Here’s what actually gets me about this. A Berkeley study found that removing government subsidies from conventional meat would push a Big Mac from $5 to $13. Five to thirteen. The price advantage of beef isn’t production efficiency — it’s policy. Beyond Meat was competing against a government-subsidised industry without the subsidy, at every single grocery shop, for years. When inflation hit in 2022, plant-based was the first thing cut from the weekly budget. That’s not a marketing failure. That’s just math.

Taste. A 2,700-person blind taste test published in 2025 by Nectar found plant-based meat was described as “juicy” 62% less often and “savory” 35% less often than real meat. The GFI reports that 51% of people who tried plant-based meat had no interest in eating it again — primarily taste. Half the first-time buyers, gone, back to beef.

The industry’s response was to reformulate. Then reformulate again. Beyond Meat has now released versions II, III, and IV. Each time: shorter ingredient list, press release, some fanfare. Sales still down. There is a version IV of a product that most people tried once and quietly decided against. That tells you something about how well they understood why people were leaving.

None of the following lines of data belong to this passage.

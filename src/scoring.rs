//! Weighted scoring and feedback over a [`CriteriaMap`].
//!
//! Length tiers dominate: one tier outweighs three character classes, so a
//! longer single-class password beats a shorter one using every class. The
//! common/sequential/repeated checks never add points; failing them deducts.

use crate::types::{CriteriaMap, Criterion, PasswordScore, StrengthAssessment, StrengthLabel};

pub const LENGTH_TIER_POINTS: i64 = 24;
pub const CHARACTER_CLASS_POINTS: i64 = 7;
pub const COMMON_PASSWORD_PENALTY: i64 = 30;
pub const SEQUENTIAL_RUN_PENALTY: i64 = 10;
pub const REPEATED_RUN_PENALTY: i64 = 10;

pub const EMPTY_PASSWORD_MESSAGE: &str = "Password is empty";
pub const ALL_CRITERIA_MET_MESSAGE: &str = "Excellent! Very strong password";

/// Failed criteria are reported in this order, highest impact first. Only the
/// lowest failing length tier is reported.
pub const FEEDBACK_ORDER: [Criterion; 10] = [
    Criterion::NotCommonPassword,
    Criterion::MinLength8,
    Criterion::MinLength12,
    Criterion::MinLength16,
    Criterion::NoSequentialRun,
    Criterion::NoRepeatedRun,
    Criterion::HasUppercase,
    Criterion::HasLowercase,
    Criterion::HasDigit,
    Criterion::HasSpecial,
];

/// Points for a criterion: awarded when it passes (bonus) or deducted when
/// it fails (penalty).
enum Weight {
    Bonus(i64),
    Penalty(i64),
}

fn weight(criterion: Criterion) -> Weight {
    match criterion {
        Criterion::MinLength8 | Criterion::MinLength12 | Criterion::MinLength16 => {
            Weight::Bonus(LENGTH_TIER_POINTS)
        }
        Criterion::HasUppercase
        | Criterion::HasLowercase
        | Criterion::HasDigit
        | Criterion::HasSpecial => Weight::Bonus(CHARACTER_CLASS_POINTS),
        Criterion::NotCommonPassword => Weight::Penalty(COMMON_PASSWORD_PENALTY),
        Criterion::NoSequentialRun => Weight::Penalty(SEQUENTIAL_RUN_PENALTY),
        Criterion::NoRepeatedRun => Weight::Penalty(REPEATED_RUN_PENALTY),
    }
}

/// Improvement hint shown when `criterion` fails.
pub fn improvement_message(criterion: Criterion) -> &'static str {
    match criterion {
        Criterion::NotCommonPassword => "Avoid common passwords",
        Criterion::MinLength8 => "Use at least 8 characters",
        Criterion::MinLength12 => "Consider using 12+ characters for more security",
        Criterion::MinLength16 => "Use 16+ characters for maximum strength",
        Criterion::NoSequentialRun => "Avoid sequences (123, abc, qwe)",
        Criterion::NoRepeatedRun => "Avoid repeated characters (aaa, 111)",
        Criterion::HasUppercase => "Add uppercase letters",
        Criterion::HasLowercase => "Add lowercase letters",
        Criterion::HasDigit => "Add numbers",
        Criterion::HasSpecial => "Add special characters (!@#$%)",
    }
}

pub fn score(criteria: &CriteriaMap) -> PasswordScore {
    let raw = criteria
        .iter()
        .map(|(criterion, passed)| match (weight(criterion), passed) {
            (Weight::Bonus(points), true) => points,
            (Weight::Penalty(points), false) => -points,
            _ => 0,
        })
        .sum();
    PasswordScore::new(raw)
}

/// Whether a lower length tier already fails, making `criterion` redundant.
fn shadowed_by_lower_tier(criteria: &CriteriaMap, criterion: Criterion) -> bool {
    match criterion {
        Criterion::MinLength12 => !criteria.get(Criterion::MinLength8),
        Criterion::MinLength16 => !criteria.get(Criterion::MinLength12),
        _ => false,
    }
}

pub fn feedback(criteria: &CriteriaMap) -> Vec<String> {
    let messages: Vec<String> = FEEDBACK_ORDER
        .into_iter()
        .filter(|c| !criteria.get(*c) && !shadowed_by_lower_tier(criteria, *c))
        .map(|c| improvement_message(c).to_string())
        .collect();

    if messages.is_empty() {
        vec![ALL_CRITERIA_MET_MESSAGE.to_string()]
    } else {
        messages
    }
}

/// Builds the full assessment for a non-empty password.
pub fn assess(criteria: CriteriaMap) -> StrengthAssessment {
    let score = score(&criteria);
    StrengthAssessment {
        score,
        label: StrengthLabel::from_score(score),
        criteria,
        feedback: feedback(&criteria),
        all_criteria_met: criteria.all_met(),
    }
}

/// Assessment of the empty password: nothing passes.
pub fn empty_assessment() -> StrengthAssessment {
    StrengthAssessment {
        score: PasswordScore::MIN,
        label: StrengthLabel::Weak,
        criteria: CriteriaMap::default(),
        feedback: vec![EMPTY_PASSWORD_MESSAGE.to_string()],
        all_criteria_met: false,
    }
}

#[cfg(test)]
mod tests {
    use super::*;

    fn criteria_with(passing: &[Criterion]) -> CriteriaMap {
        let mut criteria = CriteriaMap::default();
        for c in passing {
            criteria.set(*c, true);
        }
        criteria
    }

    const CLEAN: [Criterion; 3] = [
        Criterion::NotCommonPassword,
        Criterion::NoSequentialRun,
        Criterion::NoRepeatedRun,
    ];

    #[test]
    fn test_all_criteria_scores_100() {
        let criteria = criteria_with(&Criterion::ALL);
        assert_eq!(score(&criteria).value(), 100);
        let assessment = assess(criteria);
        assert_eq!(assessment.label, StrengthLabel::VeryStrong);
        assert!(assessment.all_criteria_met);
        assert_eq!(assessment.feedback, vec![ALL_CRITERIA_MET_MESSAGE.to_string()]);
    }

    #[test]
    fn test_nothing_passing_clamps_to_zero() {
        assert_eq!(score(&CriteriaMap::default()).value(), 0);
    }

    #[test]
    fn test_length_tier_outweighs_three_classes() {
        assert!(LENGTH_TIER_POINTS > 3 * CHARACTER_CLASS_POINTS);

        // 12 chars, lowercase only vs 8 chars, all four classes
        let mut long_simple = criteria_with(&CLEAN);
        long_simple.set(Criterion::MinLength8, true);
        long_simple.set(Criterion::MinLength12, true);
        long_simple.set(Criterion::HasLowercase, true);

        let mut short_complex = criteria_with(&CLEAN);
        short_complex.set(Criterion::MinLength8, true);
        for c in [Criterion::HasUppercase, Criterion::HasLowercase, Criterion::HasDigit, Criterion::HasSpecial] {
            short_complex.set(c, true);
        }

        assert!(score(&long_simple) > score(&short_complex));
    }

    #[test]
    fn test_common_password_penalty_drops_label() {
        let clean = criteria_with(&Criterion::ALL);
        let mut common = clean;
        common.set(Criterion::NotCommonPassword, false);

        let clean_label = StrengthLabel::from_score(score(&clean));
        let common_label = StrengthLabel::from_score(score(&common));
        assert!(common_label < clean_label);
    }

    #[test]
    fn test_single_run_keeps_perfect_password_very_strong() {
        for run in [Criterion::NoSequentialRun, Criterion::NoRepeatedRun] {
            let mut criteria = criteria_with(&Criterion::ALL);
            criteria.set(run, false);

            assert_eq!(score(&criteria).value(), 90);
            assert_eq!(assess(criteria).label, StrengthLabel::VeryStrong, "{run}");
        }
    }

    #[test]
    fn test_feedback_reports_lowest_failing_length_tier() {
        let mut criteria = criteria_with(&Criterion::ALL);
        for tier in [Criterion::MinLength8, Criterion::MinLength12, Criterion::MinLength16] {
            criteria.set(tier, false);
        }
        assert_eq!(feedback(&criteria), vec!["Use at least 8 characters".to_string()]);

        criteria.set(Criterion::MinLength8, true);
        assert_eq!(
            feedback(&criteria),
            vec!["Consider using 12+ characters for more security".to_string()]
        );

        criteria.set(Criterion::MinLength12, true);
        assert_eq!(
            feedback(&criteria),
            vec!["Use 16+ characters for maximum strength".to_string()]
        );
    }

    #[test]
    fn test_feedback_is_ordered_by_impact() {
        let mut criteria = criteria_with(&Criterion::ALL);
        criteria.set(Criterion::HasSpecial, false);
        criteria.set(Criterion::NotCommonPassword, false);
        criteria.set(Criterion::MinLength16, false);

        assert_eq!(
            feedback(&criteria),
            vec![
                "Avoid common passwords".to_string(),
                "Use 16+ characters for maximum strength".to_string(),
                "Add special characters (!@#$%)".to_string(),
            ]
        );
    }

    #[test]
    fn test_feedback_order_covers_every_criterion() {
        for c in Criterion::ALL {
            assert!(FEEDBACK_ORDER.contains(&c), "{c} missing from feedback order");
        }
    }

    #[test]
    fn test_empty_assessment() {
        let assessment = empty_assessment();
        assert_eq!(assessment.score.value(), 0);
        assert_eq!(assessment.label, StrengthLabel::Weak);
        assert!(assessment.criteria.iter().all(|(_, ok)| !ok));
        assert_eq!(assessment.feedback, vec![EMPTY_PASSWORD_MESSAGE.to_string()]);
    }
}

Ultra-processed. Plant-based meat ran headlong into the ultra-processed food backlash at exactly the wrong moment. The ingredient lists — methylcellulose, carrageenan, yeast extract, modified cornstarch — I’ll be honest, I read those and I’m not entirely sure what I’m eating. Not in a scary way. Just in a “these are clearly not carrot and onion” way. Nobody buying something with a “natural, plant-based, better for you” pitch expects to flip the pack and find a chemistry exam on the back.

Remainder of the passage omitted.